利用global window 自定义一个CountWindow,也是单词出现3次统计一次

import org.apache.flink.api.common.functions.FlatMapFunction;
import org.apache.flink.api.common.functions.ReduceFunction;
import org.apache.flink.api.common.state.ReducingState;
import org.apache.flink.api.common.state.ReducingStateDescriptor;
import org.apache.flink.api.java.tuple.Tuple2;
import org.apache.flink.streaming.api.datastream.DataStreamSource;
import org.apache.flink.streaming.api.datastream.SingleOutputStreamOperator;
import org.apache.flink.streaming.api.environment.StreamExecutionEnvironment;
import org.apache.flink.streaming.api.windowing.assigners.GlobalWindows;
import org.apache.flink.streaming.api.windowing.triggers.Trigger;
import org.apache.flink.streaming.api.windowing.triggers.TriggerResult;
import org.apache.flink.streaming.api.windowing.windows.GlobalWindow;
import org.apache.flink.util.Collector;
public class WindowFunction_CustomTrigger {
    public static void main(String[] args) throws Exception {
        StreamExecutionEnvironment env = StreamExecutionEnvironment.getExecutionEnvironment();
        DataStreamSource<String> inputDataStream = env.socketTextStream("localhost", 9999);
        SingleOutputStreamOperator<Tuple2<String, Integer>> resultDataStream = inputDataStream.flatMap(new CustomFlatMap())
                .keyBy(0)
                .window(GlobalWindows.create())

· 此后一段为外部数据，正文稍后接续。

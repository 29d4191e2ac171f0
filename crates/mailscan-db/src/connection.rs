//! Database connection management.
//!
//! Provides the `Database` wrapper around a `SQLx` SQLite pool with
//! embedded migrations.

use crate::error::{DatabaseError, Result};
use sqlx::sqlite::{SqliteConnectOptions, SqliteJournalMode, SqlitePoolOptions};
use sqlx::{Pool, Sqlite};
use std::path::Path;
use std::str::FromStr;

/// SQLite-backed store for scan logs, checkpoints, the credit ledger, and
/// mail connections.
#[derive(Debug, Clone)]
pub struct Database {
    pool: Pool<Sqlite>,
}

impl Database {
    /// Open (or create) the database at `path`.
    ///
    /// # Errors
    /// Returns `DatabaseError::Open` if the file cannot be opened or the
    /// connection options are invalid.
    pub async fn open(path: impl AsRef<Path>) -> Result<Self> {
        let path_str = path.as_ref().to_str().ok_or_else(|| {
            DatabaseError::Open("invalid database path: not valid UTF-8".to_string())
        })?;

        let options = SqliteConnectOptions::from_str(path_str)
            .map_err(|e| DatabaseError::Open(format!("invalid connection string: {e}")))?
            .create_if_missing(true)
            .foreign_keys(true)
            .journal_mode(SqliteJournalMode::Wal);

        // In-memory databases are per-connection; cap the pool at one so
        // every query sees the same schema.
        let max_connections = if path_str.contains(":memory:") { 1 } else { 5 };

        let pool = SqlitePoolOptions::new()
            .max_connections(max_connections)
            .connect_with(options)
            .await
            .map_err(|e| DatabaseError::Open(format!("failed to connect: {e}")))?;

        tracing::info!("Database pool opened at {}", path_str);
        Ok(Self { pool })
    }

    /// Open an in-memory database for tests and tooling.
    ///
    /// # Errors
    /// Returns `DatabaseError` if the connection fails.
    pub async fn in_memory() -> Result<Self> {
        Self::open(":memory:").await
    }

    /// Run all pending migrations.
    ///
    /// Migrations are embedded at compile time and tracked in the
    /// `_sqlx_migrations` table, so repeated runs are idempotent.
    ///
    /// # Errors
    /// Returns `DatabaseError::Migration` if any migration fails.
    pub async fn run_migrations(&self) -> Result<()> {
        tracing::info!("Running database migrations");

        sqlx::migrate!("./migrations")
            .run(&self.pool)
            .await
            .map_err(|e| DatabaseError::Migration(format!("migration execution failed: {e}")))?;

        tracing::info!("Database migrations completed");
        Ok(())
    }

    /// Get a reference to the underlying `SQLx` pool.
    #[must_use]
    pub fn pool(&self) -> &Pool<Sqlite> {
        &self.pool
    }

    /// Close the connection pool gracefully.
    pub async fn close(self) {
        self.pool.close().await;
        tracing::info!("Database pool closed");
    }
}
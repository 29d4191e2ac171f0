//! Mailscan admin CLI.
//!
//! Thin shell over the library crates: wires up configuration, the
//! database, the token vault, and the scan pipeline, then dispatches one
//! subcommand. Core business logic lives in the `crates/` libraries.

use anyhow::{bail, Context, Result};
use mailscan_classify::OpenAiClassifier;
use mailscan_core::{AppConfig, Provider};
use mailscan_db::{ledger, Database, ScanStatus};
use mailscan_mail::{ConnectionService, GmailClient, GoogleTokenRefresher};
use mailscan_scanner::{ScanOrchestrator, ScanScheduler};
use mailscan_vault::TokenCipher;
use std::sync::Arc;
use std::time::Duration;
use tracing::info;

fn init_tracing() {
    use tracing_subscriber::{fmt, prelude::*, EnvFilter};

    let filter =
        EnvFilter::try_from_default_env().unwrap_or_else(|_| EnvFilter::new("info,mailscan=debug"));

    tracing_subscriber::registry()
        .with(fmt::layer().with_target(true))
        .with(filter)
        .init();
}

fn usage() -> ! {
    eprintln!(
        "usage: mailscan <command>\n\
         \n\
         commands:\n\
         \x20 migrate                          run database migrations\n\
         \x20 status <user>                    latest scan for the user\n\
         \x20 balance <user>                   credit balance\n\
         \x20 grant <user> <amount>            add a bonus credit grant\n\
         \x20 history <user>                   credit transaction history\n\
         \x20 connect <user> <email> <token>   store a Gmail refresh token\n\
         \x20 disconnect <user>                remove the Gmail connection\n\
         \x20 scan <user> [start_ts end_ts]    run a scan to completion"
    );
    std::process::exit(2);
}

#[tokio::main]
async fn main() -> Result<()> {
    init_tracing();

    let config = AppConfig::load_with_env().context("load configuration")?;
    let args: Vec<String> = std::env::args().skip(1).collect();
    let Some(command) = args.first().map(String::as_str) else {
        usage();
    };

    let db = Database::open(&config.database.path)
        .await
        .context("open database")?;
    db.run_migrations().await.context("run migrations")?;

    match (command, args.len()) {
        ("migrate", 1) => {
            info!("migrations up to date");
        }
        ("status", 2) => status(&db, &args[1]).await?,
        ("balance", 2) => {
            let balance = ledger::balance(db.pool(), &args[1]).await?;
            println!("{balance}");
        }
        ("grant", 3) => grant(&db, &args[1], &args[2]).await?,
        ("history", 2) => history(&db, &args[1]).await?,
        ("connect", 4) => {
            connection_service(&config, db.clone())?
                .connect(&args[1], Provider::Gmail, &args[2], &args[3])
                .await?;
            println!("connected {} as {}", args[1], args[2]);
        }
        ("disconnect", 2) => {
            connection_service(&config, db.clone())?
                .disconnect(&args[1], Provider::Gmail)
                .await?;
            println!("disconnected {}", args[1]);
        }
        ("scan", 2) => scan(&config, db.clone(), &args[1], None).await?,
        ("scan", 4) => {
            let start_ts: i64 = args[2].parse().context("parse start_ts")?;
            let end_ts: i64 = args[3].parse().context("parse end_ts")?;
            scan(&config, db.clone(), &args[1], Some((start_ts, end_ts))).await?;
        }
        _ => usage(),
    }

    Ok(())
}

/// The vault key is environment-only; refusing to start without a
/// well-formed key is deliberate.
fn load_cipher() -> Result<TokenCipher> {
    let encoded = std::env::var("MAILSCAN_VAULT_KEY")
        .context("MAILSCAN_VAULT_KEY is required (base64, 32 bytes)")?;
    Ok(TokenCipher::from_base64(&encoded)?)
}

fn connection_service(config: &AppConfig, db: Database) -> Result<ConnectionService> {
    let secret = config
        .mail
        .google_client_secret
        .clone()
        .context("MAILSCAN_GOOGLE_CLIENT_SECRET is required")?;
    let refresher = GoogleTokenRefresher::new(
        config.mail.google_client_id.clone(),
        secret,
        config.scan.call_timeout_secs,
    )?;
    Ok(ConnectionService::new(
        db,
        load_cipher()?,
        Arc::new(refresher),
    ))
}

async fn status(db: &Database, user_id: &str) -> Result<()> {
    match mailscan_db::scan_logs::latest_for_user(db.pool(), user_id).await? {
        Some(scan) => {
            println!(
                "scan {} [{}] processed {}/{} job_emails {} credits {}",
                scan.id, scan.status, scan.processed, scan.total, scan.job_emails,
                scan.credits_spent
            );
            if let Some(message) = scan.error_message {
                println!("error: {message}");
            }
        }
        None => println!("no scans for {user_id}"),
    }
    Ok(())
}

async fn grant(db: &Database, user_id: &str, amount: &str) -> Result<()> {
    let amount: i64 = amount.parse().context("parse amount")?;
    if amount <= 0 {
        bail!("grant amount must be positive");
    }
    let id = ledger::insert(
        db.pool(),
        ledger::NewTransaction {
            user_id,
            amount,
            kind: ledger::TransactionKind::Bonus,
            reference_id: None,
            description: Some("admin grant"),
        },
    )
    .await?;
    println!("granted {amount} credits ({id})");
    Ok(())
}

async fn history(db: &Database, user_id: &str) -> Result<()> {
    let entries = ledger::history(db.pool(), user_id).await?;
    if entries.is_empty() {
        println!("no transactions for {user_id}");
        return Ok(());
    }
    for entry in entries {
        println!(
            "{} {:>8} {:<12} {}",
            entry.created_at,
            entry.amount,
            entry.kind,
            entry.description.unwrap_or_default()
        );
    }
    Ok(())
}

async fn scan(
    config: &AppConfig,
    db: Database,
    user_id: &str,
    range: Option<(i64, i64)>,
) -> Result<()> {
    let api_key = config
        .classify
        .api_key
        .clone()
        .context("MAILSCAN_OPENAI_API_KEY is required")?;
    let classifier = OpenAiClassifier::new(
        api_key,
        config.classify.model.clone(),
        config.classify.max_tokens,
        config.scan.call_timeout_secs,
    )?;
    let gmail = GmailClient::new(config.scan.call_timeout_secs)?;
    let broker = Arc::new(connection_service(config, db.clone())?);

    let orchestrator = Arc::new(ScanOrchestrator::new(
        db,
        broker,
        Arc::new(gmail),
        Arc::new(classifier),
        config.scan.clone(),
    ));

    let scan = orchestrator.prepare(user_id, Provider::Gmail, range).await?;
    println!("scan {} prepared: {} messages", scan.id, scan.total);
    orchestrator.start(&scan.id).await?;

    let scheduler = ScanScheduler::start(Arc::clone(&orchestrator));
    scheduler.enqueue(user_id).await?;

    loop {
        tokio::time::sleep(Duration::from_millis(500)).await;
        let Some(current) = orchestrator.get_status(user_id).await? else {
            bail!("scan record disappeared");
        };
        if current.status == ScanStatus::Preparing || current.status == ScanStatus::Running {
            println!(
                "  {}/{} processed, {} job emails",
                current.processed, current.total, current.job_emails
            );
            continue;
        }
        println!(
            "scan {} finished: {} ({}/{} processed, {} credits spent)",
            current.id, current.status, current.processed, current.total, current.credits_spent
        );
        if let Some(message) = current.error_message {
            println!("error: {message}");
        }
        break;
    }

    scheduler.shutdown().await;
    Ok(())
}
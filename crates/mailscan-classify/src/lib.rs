//! Mailscan Classify - job-email classification.
//!
//! Wraps an OpenAI-compatible chat completions endpoint in JSON mode
//! behind the [`MailClassifier`] trait. The scanner depends only on the
//! trait, so test doubles and alternative backends slot in cleanly.

#![warn(missing_docs)]
#![warn(clippy::all)]
#![warn(clippy::pedantic)]
#![allow(clippy::module_name_repetitions)]
#![allow(clippy::missing_errors_doc)]

pub mod classifier;
pub mod error;
pub mod openai;

pub use classifier::{ClassifyOutcome, MailClassifier};
pub use error::{ClassifyError, Result};
pub use openai::OpenAiClassifier;
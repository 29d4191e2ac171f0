//! Provider-agnostic mailbox read interface.

use crate::access::MailAccess;
use crate::error::Result;
use async_trait::async_trait;
use mailscan_core::{MailMessage, ScanWindow};

/// Read-only mailbox operations needed by the scan pipeline.
///
/// Implementations must surface provider 401s as errors for which
/// `MailError::is_unauthorized` returns true so the access wrapper can
/// trigger a token refresh.
#[async_trait]
pub trait MailProviderClient: Send + Sync {
    /// List message ids in the window, newest first, up to `max`.
    ///
    /// # Errors
    /// Fails on provider API errors or transport failures.
    async fn list_message_ids(
        &self,
        access: &MailAccess,
        window: &ScanWindow,
        max: usize,
    ) -> Result<Vec<String>>;

    /// Fetch a single message by id.
    ///
    /// # Errors
    /// Fails on provider API errors, transport failures, or malformed payloads.
    async fn get_message(&self, access: &MailAccess, id: &str) -> Result<MailMessage>;
}
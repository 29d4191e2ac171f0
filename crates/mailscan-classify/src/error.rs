//! Classification error types.

use thiserror::Error;

/// Errors from the classification endpoint.
#[derive(Debug, Error)]
pub enum ClassifyError {
    /// The API rejected the request with a non-success status.
    #[error("classifier API error ({status}): {message}")]
    Api {
        /// HTTP status code.
        status: u16,
        /// Response body or reason.
        message: String,
    },

    /// Transport-level failure (connect, timeout, TLS).
    #[error("HTTP error: {0}")]
    Http(#[from] reqwest::Error),

    /// The response body could not be parsed into an analysis.
    #[error("parse error: {0}")]
    Parse(String),

    /// No API key was configured for the classifier.
    #[error("classifier API key not configured")]
    MissingApiKey,
}

impl ClassifyError {
    /// Whether this failure is an HTTP 401-equivalent.
    #[must_use]
    pub fn is_unauthorized(&self) -> bool {
        match self {
            Self::Api { status, .. } => *status == 401,
            Self::Http(e) => e.status().is_some_and(|s| s.as_u16() == 401),
            _ => false,
        }
    }
}

/// Result type alias for classification operations.
pub type Result<T> = std::result::Result<T, ClassifyError>;
//! Shared types used across the mailscan pipeline.
//!
//! This module defines the common newtypes and enums that provide type
//! safety and clear domain modeling for scans, messages, and billing.

use crate::error::CoreError;
use serde::{Deserialize, Serialize};
use std::fmt;
use std::str::FromStr;

/// Newtype for user identifiers with validation.
///
/// User IDs must be valid UUIDs (any version), matching the identity
/// provider's subject format.
#[derive(Debug, Clone, PartialEq, Eq, Hash, Serialize, Deserialize)]
pub struct UserId(String);

impl UserId {
    /// Create a new `UserId` from a string.
    ///
    /// # Errors
    /// Returns error if the ID is not a valid UUID.
    pub fn new(id: impl Into<String>) -> Result<Self, CoreError> {
        let id = id.into();
        uuid::Uuid::parse_str(&id).map_err(|_| {
            CoreError::Validation(format!("invalid user ID: must be a UUID, got '{id}'"))
        })?;
        Ok(Self(id))
    }

    /// Get the inner string value.
    #[must_use]
    pub fn as_str(&self) -> &str {
        &self.0
    }
}

impl fmt::Display for UserId {
    fn fmt(&self, f: &mut fmt::Formatter<'_>) -> fmt::Result {
        write!(f, "{}", self.0)
    }
}

/// Newtype for scan identifiers.
///
/// Scan IDs are opaque; new ones are generated as UUID v4.
#[derive(Debug, Clone, PartialEq, Eq, Hash, Serialize, Deserialize)]
pub struct ScanId(String);

impl ScanId {
    /// Wrap an existing identifier (e.g. loaded from storage).
    #[must_use]
    pub fn from_string(id: impl Into<String>) -> Self {
        Self(id.into())
    }

    /// Create a new random `ScanId` using UUID v4.
    #[must_use]
    pub fn generate() -> Self {
        Self(uuid::Uuid::new_v4().to_string())
    }

    /// Get the inner string value.
    #[must_use]
    pub fn as_str(&self) -> &str {
        &self.0
    }
}

impl fmt::Display for ScanId {
    fn fmt(&self, f: &mut fmt::Formatter<'_>) -> fmt::Result {
        write!(f, "{}", self.0)
    }
}

/// Supported mail providers.
#[derive(Debug, Clone, Copy, PartialEq, Eq, Hash, Serialize, Deserialize)]
#[serde(rename_all = "lowercase")]
pub enum Provider {
    /// Google Gmail via the REST API.
    Gmail,
}

impl Provider {
    /// Stable string form used in storage and logs.
    #[must_use]
    pub fn as_str(self) -> &'static str {
        match self {
            Self::Gmail => "gmail",
        }
    }
}

impl fmt::Display for Provider {
    fn fmt(&self, f: &mut fmt::Formatter<'_>) -> fmt::Result {
        f.write_str(self.as_str())
    }
}

impl FromStr for Provider {
    type Err = CoreError;

    fn from_str(s: &str) -> Result<Self, Self::Err> {
        match s {
            "gmail" => Ok(Self::Gmail),
            other => Err(CoreError::Validation(format!(
                "unknown mail provider '{other}'"
            ))),
        }
    }
}

/// An inclusive time window over a mailbox, in epoch milliseconds.
#[derive(Debug, Clone, Copy, PartialEq, Eq, Serialize, Deserialize)]
pub struct ScanWindow {
    /// Start of the window (inclusive).
    pub start_ts: i64,
    /// End of the window (inclusive).
    pub end_ts: i64,
}

impl ScanWindow {
    /// Create a window, validating that start does not exceed end.
    ///
    /// # Errors
    /// Returns error when `start_ts > end_ts` or either bound is negative.
    pub fn new(start_ts: i64, end_ts: i64) -> Result<Self, CoreError> {
        if start_ts < 0 || end_ts < 0 {
            return Err(CoreError::Validation(
                "scan window bounds must be non-negative timestamps".to_string(),
            ));
        }
        if start_ts > end_ts {
            return Err(CoreError::Validation(format!(
                "scan window start {start_ts} exceeds end {end_ts}"
            )));
        }
        Ok(Self { start_ts, end_ts })
    }

    /// Window span in whole days, rounded up.
    #[must_use]
    pub fn span_days(&self) -> i64 {
        const DAY_MS: i64 = 24 * 60 * 60 * 1000;
        let span = self.end_ts - self.start_ts;
        (span + DAY_MS - 1) / DAY_MS
    }
}

/// A fetched mail message, normalized across providers.
#[derive(Debug, Clone, Serialize, Deserialize)]
pub struct MailMessage {
    /// Provider-assigned message identifier.
    pub id: String,
    /// Provider-assigned conversation/thread identifier; empty when the
    /// provider reports none.
    pub thread_id: String,
    /// Subject header; empty when absent.
    pub subject: String,
    /// From header; empty when absent.
    pub from: String,
    /// Plain-text body or snippet.
    pub body: String,
    /// Message timestamp in epoch milliseconds; 0 when unknown.
    pub date_ts: i64,
}

/// Token accounting reported by a classification call.
#[derive(Debug, Clone, Copy, Default, PartialEq, Eq, Serialize, Deserialize)]
pub struct TokenUsage {
    /// Tokens consumed by the prompt.
    pub prompt_tokens: u32,
    /// Tokens produced in the completion.
    pub completion_tokens: u32,
    /// Total tokens billed for the call.
    pub total_tokens: u32,
}

/// Lifecycle stage of a job-related message, as reported by the classifier.
#[derive(Debug, Clone, Copy, PartialEq, Eq, Serialize, Deserialize)]
#[serde(rename_all = "lowercase")]
pub enum JobMailStatus {
    /// Application submitted / acknowledged.
    Applied,
    /// Interview scheduling or follow-up.
    Interview,
    /// An offer was extended.
    Offer,
    /// Application rejected.
    Rejected,
    /// Job-related but stage could not be determined.
    Unknown,
}

/// Result of classifying one mail message.
#[derive(Debug, Clone, Serialize, Deserialize)]
pub struct MailAnalysis {
    /// Whether the message relates to a job application.
    pub is_job_email: bool,
    /// Company name, when identifiable.
    pub company: Option<String>,
    /// Role/position, when identifiable.
    pub role: Option<String>,
    /// Application lifecycle stage, when job-related.
    pub status: Option<JobMailStatus>,
}
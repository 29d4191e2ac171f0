//! Database error types.

use thiserror::Error;

/// Database-specific errors.
#[derive(Debug, Error)]
pub enum DatabaseError {
    /// Failed to open or create database connection.
    #[error("failed to open database: {0}")]
    Open(String),

    /// Migration execution failed.
    #[error("migration failed: {0}")]
    Migration(String),

    /// Requested record was not found.
    #[error("record not found")]
    NotFound,

    /// A uniqueness guard rejected the write (e.g. a second active scan).
    #[error("conflicting record already exists")]
    Conflict,

    /// A `scan_usage` debit would drive the balance negative.
    #[error("insufficient balance: need {required}, have {available}")]
    InsufficientBalance {
        /// Credits the debit requires.
        required: i64,
        /// Credits currently available.
        available: i64,
    },

    /// Failed to decode a stored value.
    #[error("decode error: {0}")]
    Decode(String),

    /// Underlying `SQLx` error.
    #[error("database error: {0}")]
    Sqlx(#[from] sqlx::Error),
}

impl DatabaseError {
    /// Map a `SQLx` error, turning unique-constraint violations into
    /// [`DatabaseError::Conflict`].
    #[must_use]
    pub fn from_sqlx(err: sqlx::Error) -> Self {
        if let sqlx::Error::Database(db_err) = &err {
            if db_err.is_unique_violation() {
                return Self::Conflict;
            }
        }
        Self::Sqlx(err)
    }
}

/// Result type alias for database operations.
pub type Result<T> = std::result::Result<T, DatabaseError>;
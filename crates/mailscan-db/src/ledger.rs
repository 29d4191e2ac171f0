//! Credit ledger: append-only transactions and the derived balance.
//!
//! Rows are immutable once written. The ledger itself does not enforce a
//! non-negative balance; the overdraft gate for scan debits lives in the
//! orchestrator's batch commit, which re-checks inside the same
//! transaction (`scan_logs::commit_batch`).

use crate::error::{DatabaseError, Result};
use serde::{Deserialize, Serialize};
use sqlx::SqlitePool;
use std::fmt;
use std::str::FromStr;

/// Category of a ledger entry.
#[derive(Debug, Clone, Copy, Serialize, Deserialize, PartialEq, Eq)]
#[serde(rename_all = "snake_case")]
pub enum TransactionKind {
    /// Debit for classification work consumed by a scan.
    ScanUsage,
    /// External purchase credit.
    Purchase,
    /// Promotional/signup credit.
    Bonus,
    /// Refund credit.
    Refund,
}

impl fmt::Display for TransactionKind {
    fn fmt(&self, f: &mut fmt::Formatter<'_>) -> fmt::Result {
        let s = match self {
            Self::ScanUsage => "scan_usage",
            Self::Purchase => "purchase",
            Self::Bonus => "bonus",
            Self::Refund => "refund",
        };
        f.write_str(s)
    }
}

impl FromStr for TransactionKind {
    type Err = DatabaseError;

    fn from_str(s: &str) -> Result<Self> {
        match s {
            "scan_usage" => Ok(Self::ScanUsage),
            "purchase" => Ok(Self::Purchase),
            "bonus" => Ok(Self::Bonus),
            "refund" => Ok(Self::Refund),
            other => Err(DatabaseError::Decode(format!(
                "invalid transaction kind '{other}'"
            ))),
        }
    }
}

/// An immutable ledger entry.
#[derive(Debug, Clone, Serialize, Deserialize)]
pub struct CreditTransaction {
    /// Unique transaction id.
    pub id: String,
    /// Owning user.
    pub user_id: String,
    /// Signed amount; negative is a debit.
    pub amount: i64,
    /// Entry category.
    pub kind: TransactionKind,
    /// Correlated scan or external payment id.
    pub reference_id: Option<String>,
    /// Human-readable detail.
    pub description: Option<String>,
    /// Creation timestamp.
    pub created_at: String,
}

/// Fields for appending a ledger entry.
#[derive(Debug)]
pub struct NewTransaction<'a> {
    /// Owning user.
    pub user_id: &'a str,
    /// Signed amount; negative is a debit.
    pub amount: i64,
    /// Entry category.
    pub kind: TransactionKind,
    /// Correlated scan or external payment id.
    pub reference_id: Option<&'a str>,
    /// Human-readable detail.
    pub description: Option<&'a str>,
}

/// Append a transaction to the ledger.
pub async fn insert(pool: &SqlitePool, new: NewTransaction<'_>) -> Result<String> {
    let id = uuid::Uuid::new_v4().to_string();

    sqlx::query(
        "INSERT INTO credit_transactions (id, user_id, amount, kind, reference_id, description) \
         VALUES (?, ?, ?, ?, ?, ?)",
    )
    .bind(&id)
    .bind(new.user_id)
    .bind(new.amount)
    .bind(new.kind.to_string())
    .bind(new.reference_id)
    .bind(new.description)
    .execute(pool)
    .await?;

    Ok(id)
}

/// Derived balance: SUM of all amounts for the user.
///
/// A user with no transactions has balance 0; absence is never an error.
pub async fn balance(pool: &SqlitePool, user_id: &str) -> Result<i64> {
    let sum: i64 = sqlx::query_scalar(
        "SELECT COALESCE(SUM(amount), 0) FROM credit_transactions WHERE user_id = ?",
    )
    .bind(user_id)
    .fetch_one(pool)
    .await?;

    Ok(sum)
}

/// Transaction history for a user, newest first.
pub async fn history(pool: &SqlitePool, user_id: &str) -> Result<Vec<CreditTransaction>> {
    let rows: Vec<(String, String, i64, String, Option<String>, Option<String>, String)> =
        sqlx::query_as(
            "SELECT id, user_id, amount, kind, reference_id, description, created_at \
             FROM credit_transactions WHERE user_id = ? \
             ORDER BY created_at DESC, id DESC",
        )
        .bind(user_id)
        .fetch_all(pool)
        .await?;

    rows.into_iter()
        .map(
            |(id, user_id, amount, kind, reference_id, description, created_at)| {
                Ok(CreditTransaction {
                    id,
                    user_id,
                    amount,
                    kind: kind.parse()?,
                    reference_id,
                    description,
                    created_at,
                })
            },
        )
        .collect()
}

                .trigger(new CustomTrigger(3))
                .sum(1);
        resultDataStream.print();
        env.execute();
    }
    public static class CustomFlatMap implements FlatMapFunction<String, Tuple2<String, Integer>> {
        @Override
        public void flatMap(String input, Collector<Tuple2<String, Integer>> collector) throws Exception {
            String[] words = input.split(" ");
            for (String word : words) {
                collector.collect(new Tuple2<>(word, 1));
            }
        }
    }
    public static class CustomTrigger extends Trigger<Tuple2<String, Integer>, GlobalWindow> {
        private long maxCount;
        public CustomTrigger(long count) {
            this.maxCount = count;
        }
        // 定义一个状态保存 每个 key 对应的 count 值 (涉及到状态编程 后面会具体介绍)
        private ReducingStateDescriptor<Long> stateDescriptor = new ReducingStateDescriptor<Long>("count", new ReduceFunction<Long>() {
            @Override
            public Long reduce(Long input1, Long input2) throws Exception {
                return input1 + input2;
            }
        }, Long.class);
        /**
         * 每来一条数据都会执行
         *
         * @param input          输入类型
         * @param timestamp      处理时间戳
         * @param globalWindow   全窗口类型(所属窗口)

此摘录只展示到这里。